## TASK DESCRIPTION
In the material below, find every line with "tracing" and pull it out.

## DATASET RECORDS

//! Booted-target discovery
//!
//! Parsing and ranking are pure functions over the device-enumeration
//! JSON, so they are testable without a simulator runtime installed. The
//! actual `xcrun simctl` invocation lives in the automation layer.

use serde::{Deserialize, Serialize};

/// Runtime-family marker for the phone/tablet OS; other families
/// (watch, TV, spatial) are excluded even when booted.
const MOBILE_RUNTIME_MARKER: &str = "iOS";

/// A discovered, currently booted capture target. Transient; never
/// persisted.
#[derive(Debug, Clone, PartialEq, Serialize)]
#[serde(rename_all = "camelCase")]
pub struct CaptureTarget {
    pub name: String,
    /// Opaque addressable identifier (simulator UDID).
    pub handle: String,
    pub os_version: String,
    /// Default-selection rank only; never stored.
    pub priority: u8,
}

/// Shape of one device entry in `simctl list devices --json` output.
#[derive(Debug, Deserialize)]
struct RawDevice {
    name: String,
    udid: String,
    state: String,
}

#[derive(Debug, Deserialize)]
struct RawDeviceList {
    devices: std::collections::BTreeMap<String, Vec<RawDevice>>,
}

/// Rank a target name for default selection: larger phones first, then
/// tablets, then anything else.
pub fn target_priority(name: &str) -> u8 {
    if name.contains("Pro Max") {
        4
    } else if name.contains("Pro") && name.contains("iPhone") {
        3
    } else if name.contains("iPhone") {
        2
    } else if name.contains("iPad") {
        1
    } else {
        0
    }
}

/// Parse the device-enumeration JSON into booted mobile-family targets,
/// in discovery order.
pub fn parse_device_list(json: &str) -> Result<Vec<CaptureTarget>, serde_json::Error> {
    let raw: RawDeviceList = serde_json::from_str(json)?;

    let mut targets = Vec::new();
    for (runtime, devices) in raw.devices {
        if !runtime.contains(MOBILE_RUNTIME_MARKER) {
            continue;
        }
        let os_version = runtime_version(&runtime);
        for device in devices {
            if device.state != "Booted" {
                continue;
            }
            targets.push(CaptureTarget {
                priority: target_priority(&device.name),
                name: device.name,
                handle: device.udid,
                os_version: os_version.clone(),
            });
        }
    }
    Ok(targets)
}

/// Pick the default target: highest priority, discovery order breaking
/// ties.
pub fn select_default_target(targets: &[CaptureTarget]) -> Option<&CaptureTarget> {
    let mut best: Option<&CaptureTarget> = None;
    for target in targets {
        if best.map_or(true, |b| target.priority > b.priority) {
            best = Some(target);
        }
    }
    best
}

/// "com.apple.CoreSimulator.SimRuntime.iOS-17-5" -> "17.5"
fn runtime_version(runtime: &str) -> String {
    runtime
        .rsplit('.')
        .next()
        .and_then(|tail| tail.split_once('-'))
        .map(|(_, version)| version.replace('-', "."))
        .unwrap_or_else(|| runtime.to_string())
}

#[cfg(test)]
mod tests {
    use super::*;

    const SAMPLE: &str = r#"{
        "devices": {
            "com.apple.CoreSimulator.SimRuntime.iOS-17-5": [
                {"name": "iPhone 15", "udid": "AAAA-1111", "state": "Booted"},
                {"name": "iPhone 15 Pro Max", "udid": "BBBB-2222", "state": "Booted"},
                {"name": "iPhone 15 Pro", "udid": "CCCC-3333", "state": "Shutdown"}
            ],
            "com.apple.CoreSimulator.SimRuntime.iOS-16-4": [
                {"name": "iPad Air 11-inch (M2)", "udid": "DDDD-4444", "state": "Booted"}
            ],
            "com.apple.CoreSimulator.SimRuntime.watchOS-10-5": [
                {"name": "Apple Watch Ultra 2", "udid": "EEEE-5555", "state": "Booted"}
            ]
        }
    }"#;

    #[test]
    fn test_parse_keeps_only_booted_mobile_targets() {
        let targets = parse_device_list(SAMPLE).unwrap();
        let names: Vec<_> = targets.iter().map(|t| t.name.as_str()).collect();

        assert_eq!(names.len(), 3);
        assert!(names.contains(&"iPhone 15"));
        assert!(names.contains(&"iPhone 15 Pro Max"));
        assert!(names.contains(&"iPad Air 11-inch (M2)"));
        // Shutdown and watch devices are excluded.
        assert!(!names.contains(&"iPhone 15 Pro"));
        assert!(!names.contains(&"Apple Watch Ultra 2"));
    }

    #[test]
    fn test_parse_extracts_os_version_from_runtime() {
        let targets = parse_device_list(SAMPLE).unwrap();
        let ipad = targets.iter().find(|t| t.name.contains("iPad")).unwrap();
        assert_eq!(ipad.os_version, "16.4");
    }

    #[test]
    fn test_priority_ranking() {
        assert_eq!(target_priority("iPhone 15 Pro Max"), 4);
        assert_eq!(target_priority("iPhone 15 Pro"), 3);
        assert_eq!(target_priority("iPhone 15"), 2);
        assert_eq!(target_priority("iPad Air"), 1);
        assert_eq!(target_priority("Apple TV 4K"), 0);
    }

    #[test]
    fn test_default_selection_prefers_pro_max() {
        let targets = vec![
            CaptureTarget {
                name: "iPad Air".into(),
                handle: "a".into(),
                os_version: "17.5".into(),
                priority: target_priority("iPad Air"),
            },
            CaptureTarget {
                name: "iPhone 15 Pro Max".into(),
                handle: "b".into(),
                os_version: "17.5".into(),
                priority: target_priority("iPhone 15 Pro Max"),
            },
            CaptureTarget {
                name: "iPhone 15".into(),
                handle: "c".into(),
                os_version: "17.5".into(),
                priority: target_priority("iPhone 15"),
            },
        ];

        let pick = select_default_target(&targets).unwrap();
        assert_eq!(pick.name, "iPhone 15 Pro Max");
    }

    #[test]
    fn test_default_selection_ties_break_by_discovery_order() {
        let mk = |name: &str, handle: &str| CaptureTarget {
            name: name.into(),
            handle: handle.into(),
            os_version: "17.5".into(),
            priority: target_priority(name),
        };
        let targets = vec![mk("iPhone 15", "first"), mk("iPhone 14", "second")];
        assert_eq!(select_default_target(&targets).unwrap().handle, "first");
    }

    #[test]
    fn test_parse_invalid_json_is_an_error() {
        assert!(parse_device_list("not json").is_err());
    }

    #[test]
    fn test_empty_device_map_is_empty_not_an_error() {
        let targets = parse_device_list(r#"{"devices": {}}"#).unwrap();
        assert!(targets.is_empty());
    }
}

==

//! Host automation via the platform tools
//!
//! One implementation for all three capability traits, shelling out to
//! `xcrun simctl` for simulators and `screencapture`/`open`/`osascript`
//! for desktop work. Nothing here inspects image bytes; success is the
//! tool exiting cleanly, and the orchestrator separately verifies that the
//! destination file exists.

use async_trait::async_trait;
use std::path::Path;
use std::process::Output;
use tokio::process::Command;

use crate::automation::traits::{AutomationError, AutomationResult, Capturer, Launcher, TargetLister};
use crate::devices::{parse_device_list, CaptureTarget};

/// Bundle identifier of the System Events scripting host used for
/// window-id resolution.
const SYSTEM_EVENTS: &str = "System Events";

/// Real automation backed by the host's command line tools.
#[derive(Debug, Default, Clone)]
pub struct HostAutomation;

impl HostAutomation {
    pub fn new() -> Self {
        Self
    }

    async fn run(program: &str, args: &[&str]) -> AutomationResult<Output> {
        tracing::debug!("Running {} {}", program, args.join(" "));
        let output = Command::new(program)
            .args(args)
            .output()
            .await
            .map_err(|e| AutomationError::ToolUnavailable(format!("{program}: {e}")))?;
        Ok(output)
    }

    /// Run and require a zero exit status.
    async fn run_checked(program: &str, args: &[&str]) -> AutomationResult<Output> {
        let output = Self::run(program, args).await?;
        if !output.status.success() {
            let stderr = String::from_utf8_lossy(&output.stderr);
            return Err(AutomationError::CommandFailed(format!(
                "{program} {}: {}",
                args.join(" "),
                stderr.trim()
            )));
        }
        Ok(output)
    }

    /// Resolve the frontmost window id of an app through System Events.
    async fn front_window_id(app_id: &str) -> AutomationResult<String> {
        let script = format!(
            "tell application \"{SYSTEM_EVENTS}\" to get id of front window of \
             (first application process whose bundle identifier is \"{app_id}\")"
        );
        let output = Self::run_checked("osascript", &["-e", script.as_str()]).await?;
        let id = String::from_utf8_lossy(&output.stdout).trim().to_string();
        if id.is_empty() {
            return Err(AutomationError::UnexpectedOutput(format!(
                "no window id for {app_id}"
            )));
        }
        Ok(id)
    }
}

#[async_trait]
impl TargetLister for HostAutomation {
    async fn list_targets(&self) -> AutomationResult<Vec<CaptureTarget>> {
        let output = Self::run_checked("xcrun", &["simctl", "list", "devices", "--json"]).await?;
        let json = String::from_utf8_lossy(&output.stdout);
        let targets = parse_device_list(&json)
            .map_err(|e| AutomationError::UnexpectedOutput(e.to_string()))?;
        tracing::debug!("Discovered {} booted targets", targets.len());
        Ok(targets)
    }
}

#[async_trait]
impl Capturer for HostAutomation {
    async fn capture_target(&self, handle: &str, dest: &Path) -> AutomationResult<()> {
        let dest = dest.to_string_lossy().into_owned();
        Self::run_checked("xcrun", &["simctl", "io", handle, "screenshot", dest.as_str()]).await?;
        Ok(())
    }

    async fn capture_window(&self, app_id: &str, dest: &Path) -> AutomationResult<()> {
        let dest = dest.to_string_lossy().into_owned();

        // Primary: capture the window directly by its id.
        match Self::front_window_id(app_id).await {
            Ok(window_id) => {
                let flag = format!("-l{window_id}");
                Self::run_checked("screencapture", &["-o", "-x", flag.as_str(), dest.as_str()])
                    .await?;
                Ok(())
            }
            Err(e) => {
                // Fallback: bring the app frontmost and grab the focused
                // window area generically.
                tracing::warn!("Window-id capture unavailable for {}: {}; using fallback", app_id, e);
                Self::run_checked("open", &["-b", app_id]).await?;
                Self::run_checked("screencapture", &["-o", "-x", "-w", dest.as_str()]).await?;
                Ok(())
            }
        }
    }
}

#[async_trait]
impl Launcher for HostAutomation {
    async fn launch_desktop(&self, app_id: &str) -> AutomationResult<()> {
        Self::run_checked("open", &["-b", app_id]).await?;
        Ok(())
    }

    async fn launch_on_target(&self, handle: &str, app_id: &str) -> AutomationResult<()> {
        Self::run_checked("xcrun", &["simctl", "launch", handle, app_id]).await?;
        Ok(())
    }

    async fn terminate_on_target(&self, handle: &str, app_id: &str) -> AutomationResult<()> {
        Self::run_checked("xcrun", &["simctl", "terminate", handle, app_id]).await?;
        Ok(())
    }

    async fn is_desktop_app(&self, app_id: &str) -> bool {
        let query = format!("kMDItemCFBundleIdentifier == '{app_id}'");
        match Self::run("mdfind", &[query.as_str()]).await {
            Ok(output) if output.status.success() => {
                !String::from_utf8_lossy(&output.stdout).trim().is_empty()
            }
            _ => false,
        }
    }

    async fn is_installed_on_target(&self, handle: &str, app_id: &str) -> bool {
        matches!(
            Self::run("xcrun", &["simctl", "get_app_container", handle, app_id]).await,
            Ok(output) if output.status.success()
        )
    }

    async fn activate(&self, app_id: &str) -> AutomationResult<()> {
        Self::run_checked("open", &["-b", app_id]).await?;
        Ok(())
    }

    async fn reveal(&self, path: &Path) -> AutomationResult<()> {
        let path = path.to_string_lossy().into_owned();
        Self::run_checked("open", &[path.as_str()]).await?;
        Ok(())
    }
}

--

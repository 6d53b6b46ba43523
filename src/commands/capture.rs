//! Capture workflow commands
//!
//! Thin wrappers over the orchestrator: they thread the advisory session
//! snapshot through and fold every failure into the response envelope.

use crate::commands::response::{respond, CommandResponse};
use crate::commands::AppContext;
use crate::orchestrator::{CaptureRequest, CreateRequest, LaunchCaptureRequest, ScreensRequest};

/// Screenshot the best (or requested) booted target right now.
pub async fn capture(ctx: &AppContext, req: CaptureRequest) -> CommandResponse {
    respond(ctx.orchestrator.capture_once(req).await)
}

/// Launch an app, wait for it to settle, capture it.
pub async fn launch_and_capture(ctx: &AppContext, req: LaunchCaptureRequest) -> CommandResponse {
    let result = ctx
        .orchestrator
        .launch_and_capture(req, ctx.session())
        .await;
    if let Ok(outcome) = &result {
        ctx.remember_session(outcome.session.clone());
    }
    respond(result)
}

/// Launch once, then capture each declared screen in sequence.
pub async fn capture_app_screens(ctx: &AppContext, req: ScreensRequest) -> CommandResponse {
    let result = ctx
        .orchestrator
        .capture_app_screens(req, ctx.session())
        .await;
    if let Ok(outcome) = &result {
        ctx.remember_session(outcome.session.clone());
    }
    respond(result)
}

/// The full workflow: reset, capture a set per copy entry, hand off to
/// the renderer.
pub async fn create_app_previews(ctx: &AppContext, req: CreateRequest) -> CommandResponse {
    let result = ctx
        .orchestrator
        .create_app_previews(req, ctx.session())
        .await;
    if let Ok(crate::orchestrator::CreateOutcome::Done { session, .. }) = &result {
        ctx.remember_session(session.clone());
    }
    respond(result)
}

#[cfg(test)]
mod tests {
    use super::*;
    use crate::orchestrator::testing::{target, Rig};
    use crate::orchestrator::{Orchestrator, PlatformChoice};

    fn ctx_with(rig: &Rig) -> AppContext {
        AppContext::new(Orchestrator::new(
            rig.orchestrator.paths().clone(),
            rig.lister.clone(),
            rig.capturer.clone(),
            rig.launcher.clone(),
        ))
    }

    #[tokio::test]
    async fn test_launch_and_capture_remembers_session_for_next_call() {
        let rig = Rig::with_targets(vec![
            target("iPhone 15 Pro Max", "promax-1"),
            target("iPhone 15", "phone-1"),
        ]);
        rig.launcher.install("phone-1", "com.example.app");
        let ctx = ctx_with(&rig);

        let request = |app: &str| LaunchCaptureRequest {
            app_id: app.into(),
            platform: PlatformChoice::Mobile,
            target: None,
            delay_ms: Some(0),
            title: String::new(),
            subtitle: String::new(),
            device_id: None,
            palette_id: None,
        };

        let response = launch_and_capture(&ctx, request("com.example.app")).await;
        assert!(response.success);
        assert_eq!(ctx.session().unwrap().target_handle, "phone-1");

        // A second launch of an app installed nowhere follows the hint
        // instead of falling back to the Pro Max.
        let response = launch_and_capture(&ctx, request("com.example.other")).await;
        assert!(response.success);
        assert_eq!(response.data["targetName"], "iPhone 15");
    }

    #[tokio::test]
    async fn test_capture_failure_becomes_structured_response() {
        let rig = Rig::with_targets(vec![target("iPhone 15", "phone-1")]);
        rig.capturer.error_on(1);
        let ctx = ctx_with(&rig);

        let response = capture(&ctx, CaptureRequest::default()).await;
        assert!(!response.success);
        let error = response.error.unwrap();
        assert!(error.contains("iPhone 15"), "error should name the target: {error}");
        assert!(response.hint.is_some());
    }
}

## RESPONSE AREA
        tracing::debug!("Running {} {}", program, args.join(" "));
        tracing::debug!("Discovered {} booted targets", targets.len());
                tracing::warn!("Window-id capture unavailable for {}: {}; using fallback", app_id, e);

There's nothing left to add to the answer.